Saved entries:

--------

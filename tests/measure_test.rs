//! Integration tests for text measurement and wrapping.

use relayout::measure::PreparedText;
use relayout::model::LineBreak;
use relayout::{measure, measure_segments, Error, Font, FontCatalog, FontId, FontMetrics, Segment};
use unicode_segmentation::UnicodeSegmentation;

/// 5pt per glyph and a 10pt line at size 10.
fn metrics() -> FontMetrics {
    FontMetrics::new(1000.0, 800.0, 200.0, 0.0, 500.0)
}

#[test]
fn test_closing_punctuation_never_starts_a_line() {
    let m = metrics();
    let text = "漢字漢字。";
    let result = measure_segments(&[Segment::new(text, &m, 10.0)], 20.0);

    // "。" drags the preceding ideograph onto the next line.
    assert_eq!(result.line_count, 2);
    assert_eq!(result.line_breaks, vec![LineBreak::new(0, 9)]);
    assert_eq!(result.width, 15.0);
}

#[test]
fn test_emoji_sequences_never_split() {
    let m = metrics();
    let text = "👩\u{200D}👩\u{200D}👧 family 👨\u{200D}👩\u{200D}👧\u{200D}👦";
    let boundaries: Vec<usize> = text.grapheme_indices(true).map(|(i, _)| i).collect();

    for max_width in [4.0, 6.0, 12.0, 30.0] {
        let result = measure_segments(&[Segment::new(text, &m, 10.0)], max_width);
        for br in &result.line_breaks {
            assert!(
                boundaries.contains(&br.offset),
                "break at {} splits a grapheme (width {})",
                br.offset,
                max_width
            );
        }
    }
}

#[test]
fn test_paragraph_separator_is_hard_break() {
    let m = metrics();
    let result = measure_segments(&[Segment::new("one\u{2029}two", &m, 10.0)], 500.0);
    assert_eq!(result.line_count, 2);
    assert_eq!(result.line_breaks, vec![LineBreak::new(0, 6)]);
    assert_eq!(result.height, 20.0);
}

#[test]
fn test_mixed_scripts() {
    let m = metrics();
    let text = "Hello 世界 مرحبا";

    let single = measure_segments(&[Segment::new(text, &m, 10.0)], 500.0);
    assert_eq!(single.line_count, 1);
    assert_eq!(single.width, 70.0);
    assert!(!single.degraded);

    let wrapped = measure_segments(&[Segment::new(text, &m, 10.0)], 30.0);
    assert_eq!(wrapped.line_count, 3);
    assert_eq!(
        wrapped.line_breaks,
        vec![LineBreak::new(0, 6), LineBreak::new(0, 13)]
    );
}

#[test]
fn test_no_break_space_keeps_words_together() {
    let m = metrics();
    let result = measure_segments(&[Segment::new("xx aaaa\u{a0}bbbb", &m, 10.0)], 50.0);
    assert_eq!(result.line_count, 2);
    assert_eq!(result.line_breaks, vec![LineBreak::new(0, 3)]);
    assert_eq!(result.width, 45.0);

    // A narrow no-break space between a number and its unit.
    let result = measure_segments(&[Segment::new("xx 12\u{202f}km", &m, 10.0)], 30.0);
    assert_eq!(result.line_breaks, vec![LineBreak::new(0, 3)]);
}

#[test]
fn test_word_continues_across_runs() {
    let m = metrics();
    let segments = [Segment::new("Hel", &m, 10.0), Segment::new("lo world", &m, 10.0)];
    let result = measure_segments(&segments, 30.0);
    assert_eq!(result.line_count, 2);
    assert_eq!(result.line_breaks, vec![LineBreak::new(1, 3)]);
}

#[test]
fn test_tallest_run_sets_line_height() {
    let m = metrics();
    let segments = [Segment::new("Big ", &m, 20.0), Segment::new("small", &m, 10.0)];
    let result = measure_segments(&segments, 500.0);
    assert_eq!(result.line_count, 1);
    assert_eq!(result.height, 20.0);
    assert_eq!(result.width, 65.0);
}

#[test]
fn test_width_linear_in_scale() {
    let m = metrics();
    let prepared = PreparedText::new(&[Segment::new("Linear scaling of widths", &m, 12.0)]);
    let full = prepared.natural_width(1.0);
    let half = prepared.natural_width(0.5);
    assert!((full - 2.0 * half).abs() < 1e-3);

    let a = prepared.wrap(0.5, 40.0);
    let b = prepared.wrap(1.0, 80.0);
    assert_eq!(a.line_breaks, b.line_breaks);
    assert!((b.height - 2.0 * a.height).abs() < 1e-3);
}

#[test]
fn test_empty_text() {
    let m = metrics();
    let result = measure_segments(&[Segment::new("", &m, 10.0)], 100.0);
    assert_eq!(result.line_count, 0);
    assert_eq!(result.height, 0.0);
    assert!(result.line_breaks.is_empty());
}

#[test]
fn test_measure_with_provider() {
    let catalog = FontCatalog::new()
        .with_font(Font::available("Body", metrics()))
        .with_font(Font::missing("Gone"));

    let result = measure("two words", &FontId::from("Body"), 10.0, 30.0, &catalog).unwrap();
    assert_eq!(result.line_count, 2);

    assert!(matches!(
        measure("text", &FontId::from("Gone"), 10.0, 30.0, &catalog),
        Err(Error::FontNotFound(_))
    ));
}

--------

What the task asks: Print the entries again so that each one matches exactly.

Answer for this exercise:
filename tests/measure_test.rs
//! Integration tests for text measurement and wrapping.

use relayout::measure::PreparedText;
use relayout::model::LineBreak;
use relayout::{measure, measure_segments, Error, Font, FontCatalog, FontId, FontMetrics, Segment};
use unicode_segmentation::UnicodeSegmentation;

/// 5pt per glyph and a 10pt line at size 10.
fn metrics() -> FontMetrics {
    FontMetrics::new(1000.0, 800.0, 200.0, 0.0, 500.0)
}

#[test]
fn test_closing_punctuation_never_starts_a_line() {
    let m = metrics();
    let text = "漢字漢字。";
    let result = measure_segments(&[Segment::new(text, &m, 10.0)], 20.0);

    // "。" drags the preceding ideograph onto the next line.
    assert_eq!(result.line_count, 2);
    assert_eq!(result.line_breaks, vec![LineBreak::new(0, 9)]);
    assert_eq!(result.width, 15.0);
}

#[test]
fn test_emoji_sequences_never_split() {
    let m = metrics();
    let text = "👩\u{200D}👩\u{200D}👧 family 👨\u{200D}👩\u{200D}👧\u{200D}👦";
    let boundaries: Vec<usize> = text.grapheme_indices(true).map(|(i, _)| i).collect();

    for max_width in [4.0, 6.0, 12.0, 30.0] {
        let result = measure_segments(&[Segment::new(text, &m, 10.0)], max_width);
        for br in &result.line_breaks {
            assert!(
                boundaries.contains(&br.offset),
                "break at {} splits a grapheme (width {})",
                br.offset,
                max_width
            );
        }
    }
}

#[test]
fn test_paragraph_separator_is_hard_break() {
    let m = metrics();
    let result = measure_segments(&[Segment::new("one\u{2029}two", &m, 10.0)], 500.0);
    assert_eq!(result.line_count, 2);
    assert_eq!(result.line_breaks, vec![LineBreak::new(0, 6)]);
    assert_eq!(result.height, 20.0);
}

#[test]
fn test_mixed_scripts() {
    let m = metrics();
    let text = "Hello 世界 مرحبا";

    let single = measure_segments(&[Segment::new(text, &m, 10.0)], 500.0);
    assert_eq!(single.line_count, 1);
    assert_eq!(single.width, 70.0);
    assert!(!single.degraded);

    let wrapped = measure_segments(&[Segment::new(text, &m, 10.0)], 30.0);
    assert_eq!(wrapped.line_count, 3);
    assert_eq!(
        wrapped.line_breaks,
        vec![LineBreak::new(0, 6), LineBreak::new(0, 13)]
    );
}

#[test]
fn test_no_break_space_keeps_words_together() {
    let m = metrics();
    let result = measure_segments(&[Segment::new("xx aaaa\u{a0}bbbb", &m, 10.0)], 50.0);
    assert_eq!(result.line_count, 2);
    assert_eq!(result.line_breaks, vec![LineBreak::new(0, 3)]);
    assert_eq!(result.width, 45.0);

    // A narrow no-break space between a number and its unit.
    let result = measure_segments(&[Segment::new("xx 12\u{202f}km", &m, 10.0)], 30.0);
    assert_eq!(result.line_breaks, vec![LineBreak::new(0, 3)]);
}

#[test]
fn test_word_continues_across_runs() {
    let m = metrics();
    let segments = [Segment::new("Hel", &m, 10.0), Segment::new("lo world", &m, 10.0)];
    let result = measure_segments(&segments, 30.0);
    assert_eq!(result.line_count, 2);
    assert_eq!(result.line_breaks, vec![LineBreak::new(1, 3)]);
}

#[test]
fn test_tallest_run_sets_line_height() {
    let m = metrics();
    let segments = [Segment::new("Big ", &m, 20.0), Segment::new("small", &m, 10.0)];
    let result = measure_segments(&segments, 500.0);
    assert_eq!(result.line_count, 1);
    assert_eq!(result.height, 20.0);
    assert_eq!(result.width, 65.0);
}

#[test]
fn test_width_linear_in_scale() {
    let m = metrics();
    let prepared = PreparedText::new(&[Segment::new("Linear scaling of widths", &m, 12.0)]);
    let full = prepared.natural_width(1.0);
    let half = prepared.natural_width(0.5);
    assert!((full - 2.0 * half).abs() < 1e-3);

    let a = prepared.wrap(0.5, 40.0);
    let b = prepared.wrap(1.0, 80.0);
    assert_eq!(a.line_breaks, b.line_breaks);
    assert!((b.height - 2.0 * a.height).abs() < 1e-3);
}

#[test]
fn test_empty_text() {
    let m = metrics();
    let result = measure_segments(&[Segment::new("", &m, 10.0)], 100.0);
    assert_eq!(result.line_count, 0);
    assert_eq!(result.height, 0.0);
    assert!(result.line_breaks.is_empty());
}

#[test]
fn test_measure_with_provider() {
    let catalog = FontCatalog::new()
        .with_font(Font::available("Body", metrics()))
        .with_font(Font::missing("Gone"));

    let result = measure("two words", &FontId::from("Body"), 10.0, 30.0, &catalog).unwrap();
    assert_eq!(result.line_count, 2);

    assert!(matches!(
        measure("text", &FontId::from("Gone"), 10.0, 30.0, &catalog),
        Err(Error::FontNotFound(_))
    ));
}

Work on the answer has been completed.